▶ Exercise description: Could you copy out every line of the data where the word "push" occurs?
---------- Data supplied
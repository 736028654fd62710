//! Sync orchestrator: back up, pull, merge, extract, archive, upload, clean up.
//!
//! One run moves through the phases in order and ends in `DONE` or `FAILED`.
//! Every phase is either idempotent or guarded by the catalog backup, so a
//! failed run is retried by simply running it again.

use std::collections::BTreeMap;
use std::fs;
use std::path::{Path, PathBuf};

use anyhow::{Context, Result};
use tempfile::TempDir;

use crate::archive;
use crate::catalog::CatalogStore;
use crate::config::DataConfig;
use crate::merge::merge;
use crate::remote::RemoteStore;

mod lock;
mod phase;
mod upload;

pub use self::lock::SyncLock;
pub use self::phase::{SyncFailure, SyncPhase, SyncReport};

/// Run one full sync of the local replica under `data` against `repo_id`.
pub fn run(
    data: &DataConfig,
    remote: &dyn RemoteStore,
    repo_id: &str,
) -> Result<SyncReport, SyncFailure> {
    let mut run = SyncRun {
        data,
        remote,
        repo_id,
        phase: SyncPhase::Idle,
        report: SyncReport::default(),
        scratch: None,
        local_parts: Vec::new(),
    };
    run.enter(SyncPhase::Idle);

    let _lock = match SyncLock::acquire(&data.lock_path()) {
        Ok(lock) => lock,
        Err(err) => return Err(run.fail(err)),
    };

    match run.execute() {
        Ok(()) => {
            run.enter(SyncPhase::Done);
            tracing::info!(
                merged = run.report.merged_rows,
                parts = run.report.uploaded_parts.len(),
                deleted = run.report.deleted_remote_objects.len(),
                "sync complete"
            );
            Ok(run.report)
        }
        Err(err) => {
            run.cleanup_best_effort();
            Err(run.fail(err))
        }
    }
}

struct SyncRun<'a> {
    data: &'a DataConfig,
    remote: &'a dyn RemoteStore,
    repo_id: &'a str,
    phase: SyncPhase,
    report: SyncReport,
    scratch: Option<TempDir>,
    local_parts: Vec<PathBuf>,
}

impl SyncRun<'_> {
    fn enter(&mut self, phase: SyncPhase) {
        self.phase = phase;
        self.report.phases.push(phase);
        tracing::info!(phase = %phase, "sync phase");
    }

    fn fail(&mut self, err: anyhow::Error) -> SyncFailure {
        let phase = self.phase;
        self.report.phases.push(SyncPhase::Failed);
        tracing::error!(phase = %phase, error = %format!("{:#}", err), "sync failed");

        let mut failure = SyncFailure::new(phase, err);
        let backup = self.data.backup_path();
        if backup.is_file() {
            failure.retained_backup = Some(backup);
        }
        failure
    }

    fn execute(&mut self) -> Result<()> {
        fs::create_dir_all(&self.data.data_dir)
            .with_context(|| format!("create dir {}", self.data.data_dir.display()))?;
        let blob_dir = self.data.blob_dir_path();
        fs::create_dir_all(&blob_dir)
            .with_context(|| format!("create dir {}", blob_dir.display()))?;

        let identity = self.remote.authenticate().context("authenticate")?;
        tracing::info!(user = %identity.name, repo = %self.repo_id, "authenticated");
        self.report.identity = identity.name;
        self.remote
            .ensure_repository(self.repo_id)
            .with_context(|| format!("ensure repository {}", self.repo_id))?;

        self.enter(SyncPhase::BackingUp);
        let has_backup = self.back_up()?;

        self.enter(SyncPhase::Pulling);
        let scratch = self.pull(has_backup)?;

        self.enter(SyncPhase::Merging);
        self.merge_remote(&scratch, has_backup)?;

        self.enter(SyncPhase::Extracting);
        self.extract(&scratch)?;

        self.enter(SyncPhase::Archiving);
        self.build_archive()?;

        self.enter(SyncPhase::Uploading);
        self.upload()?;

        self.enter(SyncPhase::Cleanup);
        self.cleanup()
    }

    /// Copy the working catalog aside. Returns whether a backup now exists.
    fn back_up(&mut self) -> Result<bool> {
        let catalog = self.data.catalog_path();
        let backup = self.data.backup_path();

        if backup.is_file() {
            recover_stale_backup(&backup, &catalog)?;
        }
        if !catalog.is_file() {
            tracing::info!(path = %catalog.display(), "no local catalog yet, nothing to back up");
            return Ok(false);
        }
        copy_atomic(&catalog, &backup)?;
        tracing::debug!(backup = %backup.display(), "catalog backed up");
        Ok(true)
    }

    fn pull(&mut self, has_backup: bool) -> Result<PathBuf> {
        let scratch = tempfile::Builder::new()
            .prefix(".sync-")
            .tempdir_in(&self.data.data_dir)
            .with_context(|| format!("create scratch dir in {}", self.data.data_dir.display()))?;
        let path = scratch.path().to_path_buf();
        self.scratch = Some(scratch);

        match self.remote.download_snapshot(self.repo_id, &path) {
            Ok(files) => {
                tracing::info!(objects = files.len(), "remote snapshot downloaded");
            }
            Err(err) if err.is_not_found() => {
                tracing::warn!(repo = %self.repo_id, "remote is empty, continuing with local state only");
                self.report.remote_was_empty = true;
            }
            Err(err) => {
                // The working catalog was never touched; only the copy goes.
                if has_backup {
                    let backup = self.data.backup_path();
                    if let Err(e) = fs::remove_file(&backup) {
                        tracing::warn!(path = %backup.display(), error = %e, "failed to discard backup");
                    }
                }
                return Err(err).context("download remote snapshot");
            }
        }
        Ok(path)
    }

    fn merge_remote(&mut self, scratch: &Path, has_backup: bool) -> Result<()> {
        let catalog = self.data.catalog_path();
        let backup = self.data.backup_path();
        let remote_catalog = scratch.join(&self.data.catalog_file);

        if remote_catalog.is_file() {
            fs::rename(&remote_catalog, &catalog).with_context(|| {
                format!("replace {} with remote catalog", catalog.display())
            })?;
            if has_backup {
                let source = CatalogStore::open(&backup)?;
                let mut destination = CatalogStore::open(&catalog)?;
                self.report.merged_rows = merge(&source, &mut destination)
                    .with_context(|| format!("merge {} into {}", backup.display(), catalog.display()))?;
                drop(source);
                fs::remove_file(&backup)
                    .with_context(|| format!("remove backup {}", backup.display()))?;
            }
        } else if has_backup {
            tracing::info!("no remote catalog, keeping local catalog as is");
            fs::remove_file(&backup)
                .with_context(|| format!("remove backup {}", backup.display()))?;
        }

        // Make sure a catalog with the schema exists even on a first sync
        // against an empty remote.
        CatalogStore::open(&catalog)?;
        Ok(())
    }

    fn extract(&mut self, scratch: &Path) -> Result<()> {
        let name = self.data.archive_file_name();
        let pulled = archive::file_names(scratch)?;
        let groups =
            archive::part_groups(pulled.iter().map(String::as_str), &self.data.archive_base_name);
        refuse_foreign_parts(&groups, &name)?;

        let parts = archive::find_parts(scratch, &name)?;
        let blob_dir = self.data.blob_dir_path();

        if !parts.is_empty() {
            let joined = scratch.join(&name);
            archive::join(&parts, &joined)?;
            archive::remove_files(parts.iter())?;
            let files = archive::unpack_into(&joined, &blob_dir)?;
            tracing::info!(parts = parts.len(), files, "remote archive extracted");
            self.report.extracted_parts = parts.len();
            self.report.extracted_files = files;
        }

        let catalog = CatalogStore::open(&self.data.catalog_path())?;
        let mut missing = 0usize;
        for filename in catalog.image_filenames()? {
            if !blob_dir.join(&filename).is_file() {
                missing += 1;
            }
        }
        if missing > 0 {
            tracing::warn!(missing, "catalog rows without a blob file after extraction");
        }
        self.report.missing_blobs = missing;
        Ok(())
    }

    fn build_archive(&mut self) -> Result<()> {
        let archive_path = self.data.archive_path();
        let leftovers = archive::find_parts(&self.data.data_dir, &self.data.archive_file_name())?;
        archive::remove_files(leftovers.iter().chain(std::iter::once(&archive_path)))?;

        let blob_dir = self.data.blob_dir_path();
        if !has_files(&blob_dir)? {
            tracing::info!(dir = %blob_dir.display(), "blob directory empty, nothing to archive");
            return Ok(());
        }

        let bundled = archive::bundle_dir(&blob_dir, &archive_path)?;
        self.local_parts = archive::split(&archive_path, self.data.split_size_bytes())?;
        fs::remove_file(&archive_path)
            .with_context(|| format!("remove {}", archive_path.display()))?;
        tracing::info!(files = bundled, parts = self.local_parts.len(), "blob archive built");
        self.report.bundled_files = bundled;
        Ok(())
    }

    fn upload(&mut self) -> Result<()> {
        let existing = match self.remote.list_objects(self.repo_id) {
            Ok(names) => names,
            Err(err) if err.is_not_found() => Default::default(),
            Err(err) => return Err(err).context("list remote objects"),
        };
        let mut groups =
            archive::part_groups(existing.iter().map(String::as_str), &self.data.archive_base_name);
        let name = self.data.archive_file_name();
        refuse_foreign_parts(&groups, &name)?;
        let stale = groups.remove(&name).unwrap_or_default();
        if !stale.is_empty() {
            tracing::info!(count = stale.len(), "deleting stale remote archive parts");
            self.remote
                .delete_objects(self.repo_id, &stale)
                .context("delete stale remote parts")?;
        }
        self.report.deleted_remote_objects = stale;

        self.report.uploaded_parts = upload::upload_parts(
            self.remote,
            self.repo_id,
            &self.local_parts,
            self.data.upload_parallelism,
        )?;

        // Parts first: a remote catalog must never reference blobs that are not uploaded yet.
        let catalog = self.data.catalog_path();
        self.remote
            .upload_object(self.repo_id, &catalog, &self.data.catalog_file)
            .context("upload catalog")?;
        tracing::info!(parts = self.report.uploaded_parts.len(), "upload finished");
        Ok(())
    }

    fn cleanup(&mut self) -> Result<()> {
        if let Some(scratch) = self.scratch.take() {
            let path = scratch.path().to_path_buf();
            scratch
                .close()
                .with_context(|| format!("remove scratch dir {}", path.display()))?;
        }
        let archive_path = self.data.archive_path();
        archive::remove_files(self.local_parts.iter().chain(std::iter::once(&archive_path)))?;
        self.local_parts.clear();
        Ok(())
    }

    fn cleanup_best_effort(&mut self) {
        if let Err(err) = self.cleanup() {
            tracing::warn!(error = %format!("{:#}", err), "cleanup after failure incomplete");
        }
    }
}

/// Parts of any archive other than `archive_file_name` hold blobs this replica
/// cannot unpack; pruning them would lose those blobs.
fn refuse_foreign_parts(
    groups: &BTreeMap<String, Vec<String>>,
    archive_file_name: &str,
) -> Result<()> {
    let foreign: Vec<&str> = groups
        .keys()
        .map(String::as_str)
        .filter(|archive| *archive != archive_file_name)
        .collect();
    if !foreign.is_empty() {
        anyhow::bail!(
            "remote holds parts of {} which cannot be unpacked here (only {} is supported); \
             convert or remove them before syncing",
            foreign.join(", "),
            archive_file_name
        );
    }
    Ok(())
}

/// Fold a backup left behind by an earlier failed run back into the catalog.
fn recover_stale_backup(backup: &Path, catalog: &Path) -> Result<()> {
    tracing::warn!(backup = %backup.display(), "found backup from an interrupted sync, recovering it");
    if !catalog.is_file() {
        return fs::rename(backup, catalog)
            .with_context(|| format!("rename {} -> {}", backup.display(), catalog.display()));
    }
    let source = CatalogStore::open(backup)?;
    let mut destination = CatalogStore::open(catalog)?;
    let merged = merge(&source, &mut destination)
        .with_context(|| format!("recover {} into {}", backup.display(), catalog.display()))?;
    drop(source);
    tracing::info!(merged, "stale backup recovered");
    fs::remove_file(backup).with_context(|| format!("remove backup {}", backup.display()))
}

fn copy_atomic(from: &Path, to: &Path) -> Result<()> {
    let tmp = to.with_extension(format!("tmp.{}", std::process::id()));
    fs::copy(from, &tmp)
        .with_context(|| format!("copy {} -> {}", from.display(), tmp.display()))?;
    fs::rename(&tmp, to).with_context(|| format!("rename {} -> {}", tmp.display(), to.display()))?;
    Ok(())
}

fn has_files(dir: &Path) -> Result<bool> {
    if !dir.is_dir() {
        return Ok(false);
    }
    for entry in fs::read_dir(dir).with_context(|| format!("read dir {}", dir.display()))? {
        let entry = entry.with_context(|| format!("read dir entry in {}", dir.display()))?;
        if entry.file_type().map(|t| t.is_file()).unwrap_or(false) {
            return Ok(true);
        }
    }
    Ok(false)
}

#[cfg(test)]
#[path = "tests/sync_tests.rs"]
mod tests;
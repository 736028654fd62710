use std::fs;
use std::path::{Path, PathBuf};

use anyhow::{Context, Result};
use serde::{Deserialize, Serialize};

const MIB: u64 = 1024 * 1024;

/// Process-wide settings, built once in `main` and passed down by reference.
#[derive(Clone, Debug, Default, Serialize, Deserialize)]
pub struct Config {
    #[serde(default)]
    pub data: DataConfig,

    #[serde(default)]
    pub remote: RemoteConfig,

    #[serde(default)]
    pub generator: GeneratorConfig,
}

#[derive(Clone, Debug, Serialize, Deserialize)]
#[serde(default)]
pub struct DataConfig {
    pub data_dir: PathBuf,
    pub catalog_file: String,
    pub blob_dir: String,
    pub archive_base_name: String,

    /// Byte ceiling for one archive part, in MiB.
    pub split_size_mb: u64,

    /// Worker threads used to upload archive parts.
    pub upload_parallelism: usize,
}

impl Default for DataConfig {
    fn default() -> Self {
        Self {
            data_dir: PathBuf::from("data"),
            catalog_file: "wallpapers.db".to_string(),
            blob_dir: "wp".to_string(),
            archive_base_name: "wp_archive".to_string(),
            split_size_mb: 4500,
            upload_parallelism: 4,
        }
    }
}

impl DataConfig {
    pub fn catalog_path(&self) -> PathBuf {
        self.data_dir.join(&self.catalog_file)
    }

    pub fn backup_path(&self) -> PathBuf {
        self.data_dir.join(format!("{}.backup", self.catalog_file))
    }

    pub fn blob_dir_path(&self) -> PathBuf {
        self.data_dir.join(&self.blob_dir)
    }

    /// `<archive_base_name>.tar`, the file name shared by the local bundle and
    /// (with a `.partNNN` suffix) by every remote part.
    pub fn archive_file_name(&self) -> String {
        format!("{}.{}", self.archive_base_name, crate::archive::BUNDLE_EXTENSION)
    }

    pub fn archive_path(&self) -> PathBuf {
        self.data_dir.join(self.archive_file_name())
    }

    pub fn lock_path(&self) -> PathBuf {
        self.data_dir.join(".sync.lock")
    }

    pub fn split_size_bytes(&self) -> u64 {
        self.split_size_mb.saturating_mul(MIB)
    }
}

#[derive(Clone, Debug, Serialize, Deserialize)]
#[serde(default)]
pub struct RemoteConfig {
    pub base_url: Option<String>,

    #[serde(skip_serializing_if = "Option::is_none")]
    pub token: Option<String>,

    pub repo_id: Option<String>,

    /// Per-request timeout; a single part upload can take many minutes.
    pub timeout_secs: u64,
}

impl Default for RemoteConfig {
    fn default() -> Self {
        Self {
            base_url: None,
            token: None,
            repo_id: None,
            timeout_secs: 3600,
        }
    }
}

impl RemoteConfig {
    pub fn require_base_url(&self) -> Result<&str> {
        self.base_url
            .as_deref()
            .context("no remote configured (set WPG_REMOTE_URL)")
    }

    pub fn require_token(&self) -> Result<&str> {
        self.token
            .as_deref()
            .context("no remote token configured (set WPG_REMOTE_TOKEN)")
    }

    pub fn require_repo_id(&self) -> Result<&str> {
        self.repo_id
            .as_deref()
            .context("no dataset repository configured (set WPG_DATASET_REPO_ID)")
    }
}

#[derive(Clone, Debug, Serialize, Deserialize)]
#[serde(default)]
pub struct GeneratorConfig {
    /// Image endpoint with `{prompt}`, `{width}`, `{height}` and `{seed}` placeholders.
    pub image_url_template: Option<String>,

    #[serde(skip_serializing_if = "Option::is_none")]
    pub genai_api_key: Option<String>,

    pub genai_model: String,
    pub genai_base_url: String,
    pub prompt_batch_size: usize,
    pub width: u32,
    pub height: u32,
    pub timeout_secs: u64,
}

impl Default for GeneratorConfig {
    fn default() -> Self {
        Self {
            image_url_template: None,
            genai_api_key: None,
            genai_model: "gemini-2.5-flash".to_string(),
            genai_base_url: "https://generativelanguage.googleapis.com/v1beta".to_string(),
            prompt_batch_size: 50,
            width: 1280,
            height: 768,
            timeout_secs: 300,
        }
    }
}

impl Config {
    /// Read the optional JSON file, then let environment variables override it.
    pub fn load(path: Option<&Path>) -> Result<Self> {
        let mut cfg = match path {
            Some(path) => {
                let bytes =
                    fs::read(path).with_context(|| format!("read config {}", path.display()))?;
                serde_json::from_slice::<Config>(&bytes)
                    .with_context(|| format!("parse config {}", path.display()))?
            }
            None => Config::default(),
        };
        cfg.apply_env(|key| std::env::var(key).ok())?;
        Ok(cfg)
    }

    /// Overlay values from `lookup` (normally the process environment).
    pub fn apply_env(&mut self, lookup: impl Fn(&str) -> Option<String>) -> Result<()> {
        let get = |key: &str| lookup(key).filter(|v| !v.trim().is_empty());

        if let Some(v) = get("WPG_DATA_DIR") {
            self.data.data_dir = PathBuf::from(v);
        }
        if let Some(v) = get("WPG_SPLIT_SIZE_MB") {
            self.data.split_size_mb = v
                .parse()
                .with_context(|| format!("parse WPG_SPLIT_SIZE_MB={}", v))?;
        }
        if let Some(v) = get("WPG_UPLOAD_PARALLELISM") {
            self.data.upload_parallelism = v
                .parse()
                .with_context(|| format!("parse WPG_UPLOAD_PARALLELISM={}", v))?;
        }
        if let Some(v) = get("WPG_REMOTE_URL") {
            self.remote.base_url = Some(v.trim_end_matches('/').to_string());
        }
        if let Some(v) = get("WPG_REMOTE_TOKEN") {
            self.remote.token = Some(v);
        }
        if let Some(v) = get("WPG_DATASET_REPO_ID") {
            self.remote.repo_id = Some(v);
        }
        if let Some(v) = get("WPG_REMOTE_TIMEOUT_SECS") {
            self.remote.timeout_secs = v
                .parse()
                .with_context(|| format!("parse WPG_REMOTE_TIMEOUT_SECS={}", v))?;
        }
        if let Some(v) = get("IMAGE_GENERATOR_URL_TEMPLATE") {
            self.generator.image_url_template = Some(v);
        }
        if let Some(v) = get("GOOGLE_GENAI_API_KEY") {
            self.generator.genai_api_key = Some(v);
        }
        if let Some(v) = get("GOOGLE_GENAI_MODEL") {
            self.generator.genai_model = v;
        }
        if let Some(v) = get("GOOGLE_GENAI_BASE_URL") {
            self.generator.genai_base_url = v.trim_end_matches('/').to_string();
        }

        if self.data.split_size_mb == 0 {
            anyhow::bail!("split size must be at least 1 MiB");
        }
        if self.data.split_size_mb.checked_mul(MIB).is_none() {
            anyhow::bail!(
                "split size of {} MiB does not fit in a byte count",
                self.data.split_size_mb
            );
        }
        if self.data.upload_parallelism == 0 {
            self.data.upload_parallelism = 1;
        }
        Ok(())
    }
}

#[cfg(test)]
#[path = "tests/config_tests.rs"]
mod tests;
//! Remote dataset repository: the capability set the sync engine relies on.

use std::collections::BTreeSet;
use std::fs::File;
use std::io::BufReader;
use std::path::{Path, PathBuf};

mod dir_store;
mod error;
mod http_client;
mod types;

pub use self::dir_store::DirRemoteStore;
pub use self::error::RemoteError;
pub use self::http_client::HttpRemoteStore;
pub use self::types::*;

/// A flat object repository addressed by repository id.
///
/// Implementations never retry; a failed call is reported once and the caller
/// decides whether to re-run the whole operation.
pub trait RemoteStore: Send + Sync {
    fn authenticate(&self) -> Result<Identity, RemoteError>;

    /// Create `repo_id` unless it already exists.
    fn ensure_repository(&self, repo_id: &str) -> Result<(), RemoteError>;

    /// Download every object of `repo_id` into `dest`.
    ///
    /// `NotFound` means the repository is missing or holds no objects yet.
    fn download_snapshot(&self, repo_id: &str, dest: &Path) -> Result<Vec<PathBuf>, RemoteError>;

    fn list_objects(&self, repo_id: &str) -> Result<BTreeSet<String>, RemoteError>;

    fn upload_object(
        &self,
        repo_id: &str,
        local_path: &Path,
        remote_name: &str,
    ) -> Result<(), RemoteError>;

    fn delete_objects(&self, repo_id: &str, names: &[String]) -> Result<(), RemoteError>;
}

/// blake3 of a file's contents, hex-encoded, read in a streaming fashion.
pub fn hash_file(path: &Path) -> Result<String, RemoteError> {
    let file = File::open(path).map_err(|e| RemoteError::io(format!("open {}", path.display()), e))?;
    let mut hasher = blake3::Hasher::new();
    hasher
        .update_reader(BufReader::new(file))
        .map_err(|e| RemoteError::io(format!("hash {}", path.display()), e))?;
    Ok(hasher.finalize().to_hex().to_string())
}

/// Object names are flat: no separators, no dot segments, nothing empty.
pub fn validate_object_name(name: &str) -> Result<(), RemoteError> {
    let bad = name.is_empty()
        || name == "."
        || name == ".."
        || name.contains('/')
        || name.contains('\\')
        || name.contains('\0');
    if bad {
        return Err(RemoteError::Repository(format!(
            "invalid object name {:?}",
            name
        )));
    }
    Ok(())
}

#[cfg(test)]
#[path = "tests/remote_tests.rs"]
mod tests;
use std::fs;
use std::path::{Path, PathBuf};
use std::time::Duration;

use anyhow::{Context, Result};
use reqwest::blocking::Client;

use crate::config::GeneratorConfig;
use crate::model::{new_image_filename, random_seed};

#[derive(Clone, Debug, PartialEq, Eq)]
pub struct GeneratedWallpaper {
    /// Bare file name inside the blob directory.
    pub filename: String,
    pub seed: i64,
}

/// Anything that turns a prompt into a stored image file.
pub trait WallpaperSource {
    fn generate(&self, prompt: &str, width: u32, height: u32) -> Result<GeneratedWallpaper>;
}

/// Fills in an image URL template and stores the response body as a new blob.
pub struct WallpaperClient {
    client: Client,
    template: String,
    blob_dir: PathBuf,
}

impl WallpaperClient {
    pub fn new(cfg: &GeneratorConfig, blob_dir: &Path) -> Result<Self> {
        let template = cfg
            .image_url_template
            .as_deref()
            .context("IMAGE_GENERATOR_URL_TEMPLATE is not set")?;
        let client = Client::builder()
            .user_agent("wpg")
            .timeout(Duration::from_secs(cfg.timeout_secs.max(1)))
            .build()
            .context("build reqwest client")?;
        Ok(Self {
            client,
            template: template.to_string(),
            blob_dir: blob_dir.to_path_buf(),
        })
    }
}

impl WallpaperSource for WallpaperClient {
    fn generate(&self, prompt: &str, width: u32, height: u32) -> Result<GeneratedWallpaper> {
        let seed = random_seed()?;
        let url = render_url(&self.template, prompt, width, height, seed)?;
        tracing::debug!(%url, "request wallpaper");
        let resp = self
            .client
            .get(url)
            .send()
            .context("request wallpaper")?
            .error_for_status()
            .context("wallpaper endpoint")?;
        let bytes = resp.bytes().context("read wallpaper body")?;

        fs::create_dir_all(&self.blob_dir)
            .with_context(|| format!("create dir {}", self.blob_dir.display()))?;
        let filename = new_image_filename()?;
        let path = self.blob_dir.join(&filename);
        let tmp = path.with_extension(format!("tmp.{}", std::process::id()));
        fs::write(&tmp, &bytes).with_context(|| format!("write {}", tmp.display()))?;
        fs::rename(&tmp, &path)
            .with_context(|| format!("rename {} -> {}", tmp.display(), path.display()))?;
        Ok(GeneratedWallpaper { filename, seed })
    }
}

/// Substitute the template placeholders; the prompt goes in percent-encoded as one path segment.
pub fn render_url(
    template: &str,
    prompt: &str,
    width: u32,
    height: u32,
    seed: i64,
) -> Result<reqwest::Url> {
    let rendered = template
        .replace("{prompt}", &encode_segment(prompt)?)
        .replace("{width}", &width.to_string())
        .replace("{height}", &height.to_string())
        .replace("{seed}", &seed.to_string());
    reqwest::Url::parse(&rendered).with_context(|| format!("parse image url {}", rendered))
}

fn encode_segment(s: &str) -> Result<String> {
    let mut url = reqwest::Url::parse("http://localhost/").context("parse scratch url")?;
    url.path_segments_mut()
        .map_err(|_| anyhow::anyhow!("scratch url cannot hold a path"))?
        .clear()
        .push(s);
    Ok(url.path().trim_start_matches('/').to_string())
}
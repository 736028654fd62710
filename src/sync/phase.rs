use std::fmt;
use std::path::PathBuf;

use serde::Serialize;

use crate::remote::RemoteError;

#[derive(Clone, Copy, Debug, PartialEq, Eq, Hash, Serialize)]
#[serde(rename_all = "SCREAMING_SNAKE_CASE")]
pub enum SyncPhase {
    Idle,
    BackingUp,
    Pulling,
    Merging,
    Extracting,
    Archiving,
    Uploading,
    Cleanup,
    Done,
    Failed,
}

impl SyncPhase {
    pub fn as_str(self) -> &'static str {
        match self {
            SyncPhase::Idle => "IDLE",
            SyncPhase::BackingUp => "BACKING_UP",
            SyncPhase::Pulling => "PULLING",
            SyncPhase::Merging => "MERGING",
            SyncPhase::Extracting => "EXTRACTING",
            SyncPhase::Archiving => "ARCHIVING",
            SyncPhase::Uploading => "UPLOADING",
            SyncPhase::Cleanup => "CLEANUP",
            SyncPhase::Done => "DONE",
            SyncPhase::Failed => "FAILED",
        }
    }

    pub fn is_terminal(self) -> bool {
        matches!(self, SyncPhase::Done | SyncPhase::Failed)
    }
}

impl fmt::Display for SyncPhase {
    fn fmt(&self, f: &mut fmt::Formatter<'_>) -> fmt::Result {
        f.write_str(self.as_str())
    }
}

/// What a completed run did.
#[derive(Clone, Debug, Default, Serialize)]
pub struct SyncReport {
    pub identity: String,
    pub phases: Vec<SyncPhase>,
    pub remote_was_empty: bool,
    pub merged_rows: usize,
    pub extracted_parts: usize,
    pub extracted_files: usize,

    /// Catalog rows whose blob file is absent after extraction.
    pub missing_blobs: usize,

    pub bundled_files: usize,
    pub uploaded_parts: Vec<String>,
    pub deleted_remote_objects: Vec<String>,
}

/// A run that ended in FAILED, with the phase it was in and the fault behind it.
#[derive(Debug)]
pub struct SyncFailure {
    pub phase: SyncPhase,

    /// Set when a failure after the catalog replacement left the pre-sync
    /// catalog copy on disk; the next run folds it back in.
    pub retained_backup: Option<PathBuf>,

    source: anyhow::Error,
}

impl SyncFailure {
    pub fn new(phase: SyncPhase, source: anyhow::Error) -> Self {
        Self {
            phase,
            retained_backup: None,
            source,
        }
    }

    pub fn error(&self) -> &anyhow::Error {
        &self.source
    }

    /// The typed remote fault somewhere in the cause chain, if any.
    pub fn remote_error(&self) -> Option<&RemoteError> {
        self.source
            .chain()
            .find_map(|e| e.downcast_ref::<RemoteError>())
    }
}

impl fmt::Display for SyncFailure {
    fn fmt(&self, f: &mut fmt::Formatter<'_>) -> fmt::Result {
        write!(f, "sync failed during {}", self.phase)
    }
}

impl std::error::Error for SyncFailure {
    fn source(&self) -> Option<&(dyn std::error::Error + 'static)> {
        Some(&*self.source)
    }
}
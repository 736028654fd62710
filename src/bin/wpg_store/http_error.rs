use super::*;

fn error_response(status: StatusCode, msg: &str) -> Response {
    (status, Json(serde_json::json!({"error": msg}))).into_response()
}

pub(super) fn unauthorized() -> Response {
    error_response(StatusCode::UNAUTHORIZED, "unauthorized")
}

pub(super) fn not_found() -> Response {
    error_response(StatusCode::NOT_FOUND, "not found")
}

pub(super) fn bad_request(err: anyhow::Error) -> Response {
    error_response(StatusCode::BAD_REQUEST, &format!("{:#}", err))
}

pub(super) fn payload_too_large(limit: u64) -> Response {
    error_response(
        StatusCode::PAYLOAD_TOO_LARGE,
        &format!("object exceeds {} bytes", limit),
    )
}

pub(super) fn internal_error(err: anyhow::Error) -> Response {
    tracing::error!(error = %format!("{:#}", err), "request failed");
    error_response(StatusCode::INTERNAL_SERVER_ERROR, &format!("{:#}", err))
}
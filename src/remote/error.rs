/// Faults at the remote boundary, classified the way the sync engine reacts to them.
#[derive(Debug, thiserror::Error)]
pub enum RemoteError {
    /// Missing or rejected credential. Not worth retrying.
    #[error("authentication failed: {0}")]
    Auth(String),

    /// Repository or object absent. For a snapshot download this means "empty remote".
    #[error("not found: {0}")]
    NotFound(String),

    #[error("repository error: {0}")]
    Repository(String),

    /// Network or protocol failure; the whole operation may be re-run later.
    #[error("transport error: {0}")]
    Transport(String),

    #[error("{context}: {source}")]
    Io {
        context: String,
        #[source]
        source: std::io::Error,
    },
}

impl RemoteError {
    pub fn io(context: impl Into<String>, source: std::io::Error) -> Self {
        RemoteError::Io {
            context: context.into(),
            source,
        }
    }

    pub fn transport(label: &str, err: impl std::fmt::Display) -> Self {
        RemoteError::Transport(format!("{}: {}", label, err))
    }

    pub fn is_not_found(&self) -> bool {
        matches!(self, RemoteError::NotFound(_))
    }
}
--------------------
▶ Your solution:
        self.report.phases.push(phase);
        self.report.phases.push(SyncPhase::Failed);
        .push(s);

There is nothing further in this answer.